娇吟从她唇齿溢出,一波一波的爱液喷了他一身,他连大腿也是湿的,“怎幺这幺多水呢?!”他就笑了。

她咬了咬唇,不说话,连自己都惊讶于自己的身体淫荡成这样,只要一近他身就主动湿了。

“喜欢我干你吗?”他问。

十夜没有犹豫与害羞,直言道:“喜欢。”

“我也喜欢。”他摸了摸她眼睛,然后手摸到了俩人的交合处,就着阳具一起插了进去,配合着阳具的速度,一进一出地干她。

“别,太刺激了!”她尖叫着拱起身,全身粉红,像个可怜又可爱的小虾米。

他一边狠狠地撞,一边用指腹去轻刮她那个点,和轻扣她那个很深又很会吸的洞。她哪里是他对手,就这样丢了,潮喷将席篾打湿,而她双腿颤抖着软了下去,他撑着她双膝,大开大合地操干,很快就射了出来。

依旧是射在她袒露的双乳之间。

他用指腹去抹她胸前的浓白精液,抹在她两颗艳红果子上,她尖叫着又喷出了一波爱液,浇湿了他凸起的鼠跷部。他就笑,“你现在这个样子又色情又美。”

“别说了!”她猛地捂住了双眼。

“还没满足吗?你看,你下面那张小嘴还在吞吐还在吸呢!”于是,他把硬起来的阳具再度插了进去。这一次,他不急,慢慢地磨。

十夜喘息着,脑子里全是高潮后的空白,而他可怕地将这种灭顶快感延续。

他叹息,“我还从来没有射过进你身体里呢。好想射进去。”

十夜脸红得能滴血,双手扶着他肩,温柔道:“可以的。你明天去药店给我买个短期避孕药。我每晚都给你射进去。我给你爽好不好……”她翘着屁股去扭去磨他,希望他更狠一点,更快一点给她一个痛快,而他会意,往她那个点上撞,一只手揉她阴蒂,在她阴蒂快乐得突起时,用指腹轻戳阴蒂下那团肉,这一次她失控了,尿了出来。

“啊!”她猛地将头埋进了他胸膛里,羞得不敢面对他了。

明十更加用力地插她,不肯放过她,说出的话更为下流,“傻女人,躲什幺,你知不知道你为我尿出来的样子有多美!”

“求求你,不要说了。
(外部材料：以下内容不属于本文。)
//! Quantity lifecycle shared by collected ingredients and created potions.

use alchemist_core::clock::Clock;
use alchemist_core::error::DomainError;
use chrono::{DateTime, Utc};
use serde::{Deserialize, Serialize};

/// Units held of a single stack, plus the used-up markers.
///
/// A stack that reaches zero is marked used but kept; only an explicit
/// removal deletes it.
#[derive(Debug, Clone, PartialEq, Eq, Serialize, Deserialize)]
pub struct StockLevel {
    quantity: u32,
    used: bool,
    used_at: Option<DateTime<Utc>>,
}

impl StockLevel {
    /// Creates a fresh stack of `quantity` units.
    #[must_use]
    pub fn new(quantity: u32) -> Self {
        Self {
            quantity,
            used: quantity == 0,
            used_at: None,
        }
    }

    /// Units remaining.
    #[must_use]
    pub fn quantity(&self) -> u32 {
        self.quantity
    }

    /// Whether the stack has been used up.
    #[must_use]
    pub fn is_used(&self) -> bool {
        self.used
    }

    /// When the last unit was consumed.
    #[must_use]
    pub fn used_at(&self) -> Option<DateTime<Utc>> {
        self.used_at
    }

    /// Whether at least one unit remains.
    #[must_use]
    pub fn is_available(&self) -> bool {
        self.quantity > 0
    }

    /// Removes `amount` units.
    ///
    /// # Errors
    ///
    /// Returns `DomainError::Validation` if fewer than `amount` units remain.
    pub fn consume(&mut self, amount: u32, clock: &dyn Clock) -> Result<(), DomainError> {
        if amount > self.quantity {
            return Err(DomainError::Validation(format!(
                "cannot use {amount} unit(s), only {} left",
                self.quantity
            )));
        }
        self.quantity -= amount;
        if self.quantity == 0 {
            self.used = true;
            self.used_at = Some(clock.now());
        }
        Ok(())
    }

    /// Adds `amount` units and clears the used markers.
    pub fn restock(&mut self, amount: u32) {
        self.quantity = self.quantity.saturating_add(amount);
        if self.quantity > 0 {
            self.used = false;
            self.used_at = None;
        }
    }
}

#[cfg(test)]
mod tests {
    use super::*;
    use alchemist_test_support::FixedClock;
    use chrono::TimeZone;

    fn fixed_clock() -> FixedClock {
        FixedClock(Utc.with_ymd_and_hms(2026, 1, 15, 10, 0, 0).unwrap())
    }

    #[test]
    fn test_consume_decrements_quantity() {
        let mut stock = StockLevel::new(2);

        stock.consume(1, &fixed_clock()).unwrap();

        assert_eq!(stock.quantity(), 1);
        assert!(!stock.is_used());
        assert!(stock.used_at().is_none());
    }

    #[test]
    fn test_consume_last_unit_marks_used_with_timestamp() {
        let clock = fixed_clock();
        let mut stock = StockLevel::new(1);

        stock.consume(1, &clock).unwrap();

        assert_eq!(stock.quantity(), 0);
        assert!(stock.is_used());
        assert_eq!(stock.used_at(), Some(clock.0));
    }

    #[test]
    fn test_consume_more_than_available_returns_validation_error() {
        let mut stock = StockLevel::new(1);

        let result = stock.consume(2, &fixed_clock());

        match result.unwrap_err() {
            DomainError::Validation(msg) => {
                assert_eq!(msg, "cannot use 2 unit(s), only 1 left");
            }
            other => panic!("expected Validation, got {other:?}"),
        }
        assert_eq!(stock.quantity(), 1);
    }

    #[test]
    fn test_restock_clears_used_markers() {
        let mut stock = StockLevel::new(1);
        stock.consume(1, &fixed_clock()).unwrap();

        stock.restock(2);

        assert_eq!(stock.quantity(), 2);
        assert!(!stock.is_used());
        assert!(stock.used_at().is_none());
    }
}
”

“啊,别撞了,小穴要坏掉了!”

“啊,阿十哥哥求求你了,我不要吃大肉棒了,太深了,我又要去了……”

再度尖叫后,她双眼无神地瘫软在了榻上,双腿大开,被他紫红粗大的热铁进出着,而她软得已经擡不起一根手指头,像个被玩坏了的精致又美丽的洋娃娃。

他一直操干,就这个姿势,她身体被撞飞起来,她的嗓音哑了,再也叫不出来了。后来,他终于射了,然后才抱着她去洗澡。

十夜全身都爽透了,也一点力气都没有了,等她看到时间后,才惊觉,这一次,她竟然被他干了两个小时。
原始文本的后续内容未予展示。